Catalogue of Artificial Intelligence Techniques
Categories: Natural Language
Author(s): Karen Sp\"arck Jones
An essential requirement for serious natural language processing programs, though not strictly an AI technique. A simple strategy, based on a letter-by-letter tree-structured dictionary, assumes that errors fall into the four types: (i) extra letter (ii) substituted letter (iii) omitted letter, and (iv) reversed letter pair. Then at any point where a mismatch between input string and dictionary string occurs a new match can be tried by, respectively, (i) advancing the input string one letter (ii) advancing both strings together (iii) advancing the dictionary string, and (iv) advancing first one string and then the other. This strategy is looking for letter position correspondence between the two strings; weaker strategies look merely for ordinal correspondence, and yet weaker for `material' correspondence, i.e., just having the same letters. The simple strategy described does not take account of the number of errors per word.
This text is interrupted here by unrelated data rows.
//! Reconciliation driver.
//!
//! Steps, strictly in order and one call at a time:
//! 1. ensure the cost table exists
//! 2. read the settlement ledger
//! 3. list the provider's invoices
//! 4. keep the invoices the ledger does not mark `paid`
//! 5. per pending invoice: fetch lines, resolve tags, classify, normalize,
//!    then store the whole batch in one bulk write
//!
//! The first fatal error stops the run. Invoices written before it stay
//! committed; the failing one is retried in full on the next run.

use std::collections::HashMap;

use anyhow::Result;
use cost_aiven::{BillingApi, Invoice, InvoiceStatus};
use cost_config::CostConfig;
use cost_warehouse::{CostRecord, TableSchema, Warehouse};
use tracing::{debug, info};
use uuid::Uuid;

use crate::error::ReconcileError;
use crate::record::build_cost_record;
use crate::retry::RetryPolicy;
use crate::tags::resolve_tags;

/// Invoices that still need (re)processing, in provider order.
///
/// Absent from the ledger, or recorded with any status other than `paid`.
pub fn pending_invoices<'a>(
    ledger: &HashMap<String, String>,
    invoices: &'a [Invoice],
) -> Vec<&'a Invoice> {
    invoices
        .iter()
        .filter(|inv| {
            !ledger
                .get(&inv.id)
                .map(|s| InvoiceStatus::parse(s).is_final())
                .unwrap_or(false)
        })
        .collect()
}

/// Immutable inputs of one reconciliation run.
#[derive(Debug, Clone)]
pub struct ReconcilerSettings {
    pub billing_group_id: String,
    pub cost_items_table: String,
    pub retry: RetryPolicy,
}

impl ReconcilerSettings {
    pub fn from_config(cfg: &CostConfig) -> Result<Self> {
        Ok(Self {
            billing_group_id: cfg.billing_group_id()?.to_string(),
            cost_items_table: cfg.warehouse.cost_items_table.clone(),
            retry: RetryPolicy::from_config(&cfg.retry),
        })
    }
}

#[derive(Debug, Clone, PartialEq, Eq)]
pub struct RunSummary {
    pub run_id: Uuid,
    pub invoices_seen: usize,
    pub invoices_pending: usize,
    /// Pending invoices whose batch was stored (empty batches included).
    pub invoices_written: usize,
    pub records_written: usize,
    pub tag_lookup_failures: usize,
}

impl RunSummary {
    fn new() -> Self {
        Self {
            run_id: Uuid::new_v4(),
            invoices_seen: 0,
            invoices_pending: 0,
            invoices_written: 0,
            records_written: 0,
            tag_lookup_failures: 0,
        }
    }
}

pub struct InvoiceReconciler<'a> {
    api: &'a dyn BillingApi,
    warehouse: &'a dyn Warehouse,
    settings: ReconcilerSettings,
}

impl<'a> InvoiceReconciler<'a> {
    pub fn new(
        api: &'a dyn BillingApi,
        warehouse: &'a dyn Warehouse,
        settings: ReconcilerSettings,
    ) -> Self {
        Self {
            api,
            warehouse,
            settings,
        }
    }

    pub async fn run(&self) -> Result<RunSummary, ReconcileError> {
        let mut summary = RunSummary::new();
        let table = self.settings.cost_items_table.as_str();
        let bg = self.settings.billing_group_id.as_str();
        info!(run_id = %summary.run_id, billing_group_id = bg, table, "invoice reconciliation starting");

        self.warehouse
            .create_table_if_not_exists(TableSchema::CostItems, table)
            .await
            .map_err(|e| ReconcileError::Setup {
                table: table.to_string(),
                message: format!("{e:#}"),
            })?;

        let ledger = self
            .warehouse
            .query_distinct_invoice_statuses(table)
            .await
            .map_err(|e| ReconcileError::Fetch {
                step: "ledger",
                message: format!("{e:#}"),
            })?;

        let invoices = self
            .api
            .list_invoices(bg)
            .await
            .map_err(|e| ReconcileError::Fetch {
                step: "list_invoices",
                message: e.to_string(),
            })?;

        let pending = pending_invoices(&ledger, &invoices);
        summary.invoices_seen = invoices.len();
        summary.invoices_pending = pending.len();
        info!(
            run_id = %summary.run_id,
            ledger_invoices = ledger.len(),
            invoices_seen = summary.invoices_seen,
            invoices_pending = summary.invoices_pending,
            "pending invoices computed"
        );

        for invoice in pending {
            self.reconcile_invoice(invoice, &mut summary).await?;
        }

        info!(
            run_id = %summary.run_id,
            invoices_written = summary.invoices_written,
            records_written = summary.records_written,
            tag_lookup_failures = summary.tag_lookup_failures,
            "invoice reconciliation finished"
        );
        Ok(summary)
    }

    async fn reconcile_invoice(
        &self,
        invoice: &Invoice,
        summary: &mut RunSummary,
    ) -> Result<(), ReconcileError> {
        let bg = self.settings.billing_group_id.as_str();
        let lines = self
            .api
            .invoice_lines(bg, &invoice.id)
            .await
            .map_err(|e| ReconcileError::Fetch {
                step: "invoice_lines",
                message: format!("invoice_id={}: {e}", invoice.id),
            })?;

        let mut records: Vec<CostRecord> = Vec::with_capacity(lines.len());
        for line in &lines {
            let tags = resolve_tags(self.api, line).await;
            if tags.is_failed() {
                summary.tag_lookup_failures += 1;
            }
            records.push(build_cost_record(bg, invoice, line, &tags));
        }

        if records.is_empty() {
            debug!(invoice_id = %invoice.id, "invoice has no lines");
        } else {
            let table = self.settings.cost_items_table.as_str();
            let warehouse = self.warehouse;
            let batch = records.as_slice();
            self.settings
                .retry
                .run("bulk_insert_cost_records", || {
                    warehouse.bulk_insert_cost_records(table, batch)
                })
                .await
                .map_err(|ex| ReconcileError::Write {
                    invoice_id: invoice.id.clone(),
                    attempts: ex.attempts,
                    message: format!("{:#}", ex.last_error),
                })?;
        }

        summary.invoices_written += 1;
        summary.records_written += records.len();
        info!(
            invoice_id = %invoice.id,
            status = %invoice.status,
            records = records.len(),
            "invoice stored"
        );
        Ok(())
    }
}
Generalising for this requires a string similarity measure. Such measures allow the use of non-literal word representations, e.g., hash coding, and of n-gram rather than single-letter based matching. Spelling correction may also use heuristics exploiting, e.g., distinctive properties of the language (`u' after `q' in English), those of the input device (optical character reader, human typist), and the choice of strategy may be influenced by the task, e.g., whether a large lexicon is involved, whether a user should be consulted for a proposed correction, etc. In the limit, error detection and correction requires full language understanding.
- Pollock, J.J., Spelling error detection and correction by computer: some notes and a bibliography
Journal of Documentation 38 (1982), 282--291.